• **WHAT THE EXERCISE ASKS**
Lines with "InsufficientBalance": please show every one of them from the listing below.

******************************

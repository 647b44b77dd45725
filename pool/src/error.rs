use peerpool_store::{Balance, StoreError};
use peerpool_types::{NetworkId, NodeId};
use thiserror::Error;

#[derive(Debug, Error)]
pub enum PoolError {
    #[error("stale nonce for {node}: presented {presented}, latest {latest}")]
    StaleNonce {
        node: NodeId,
        presented: u64,
        latest: u64,
    },

    #[error("bad request signature: {0}")]
    BadSignature(String),

    #[error("unknown node: {0}")]
    NotFound(NodeId),

    #[error("insufficient balance: {0}")]
    InsufficientBalance(Balance),

    #[error("invalid node kind: {0}")]
    InvalidKind(String),

    #[error("invalid request: {0}")]
    InvalidRequest(String),

    #[error("operation not supported: {0}")]
    NotSupported(String),

    #[error("settlement network mismatch: configured {configured}, authority reports chain id {reported}")]
    NetworkMismatch {
        configured: NetworkId,
        reported: u64,
    },

    #[error("operator address mismatch: credential {credential}, contract declares {declared}")]
    AddressMismatch {
        credential: String,
        declared: String,
    },

    #[error("settlement authority RPC failed: {0}")]
    TransientRpc(String),

    #[error("keystore error: {0}")]
    Keystore(String),

    #[error("config error: {0}")]
    Config(String),

    #[error("storage error: {0}")]
    Storage(StoreError),
}

impl PoolError {
    /// Actionable remediation for the operator, kept separate from the
    /// error kind so dashboards and logs can show both.
    pub fn remediation(&self) -> Option<&'static str> {
        match self {
            Self::NetworkMismatch { .. } => Some(
                "The payment contract and the authority RPC endpoint are on different \
                 networks. Point the pool at an authority node on the same network as \
                 the contract.",
            ),
            Self::AddressMismatch { .. } => Some(
                "The operator keystore must hold the key of the contract's declared \
                 operator. Check that the keystore path points at the correct credential.",
            ),
            Self::NotSupported(_) => Some(
                "Settlement requires a contract and an operator keystore. Start the pool \
                 with both configured to enable withdrawals.",
            ),
            Self::Keystore(_) => Some(
                "Check the keystore path and make sure the decryption passphrase is set \
                 in the POOL_KEYSTORE_PASSPHRASE environment variable.",
            ),
            Self::InsufficientBalance(_) => Some(
                "The account's credit dropped below the pool minimum. Add a deposit with \
                 the pool operator to continue peering.",
            ),
            _ => None,
        }
    }
}

impl From<StoreError> for PoolError {
    fn from(e: StoreError) -> Self {
        match e {
            StoreError::StaleNonce {
                node,
                presented,
                latest,
            } => Self::StaleNonce {
                node,
                presented,
                latest,
            },
            other => Self::Storage(other),
        }
    }
}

******************************

• **REPLY**
    InsufficientBalance(Balance),
            Self::InsufficientBalance(_) => Some(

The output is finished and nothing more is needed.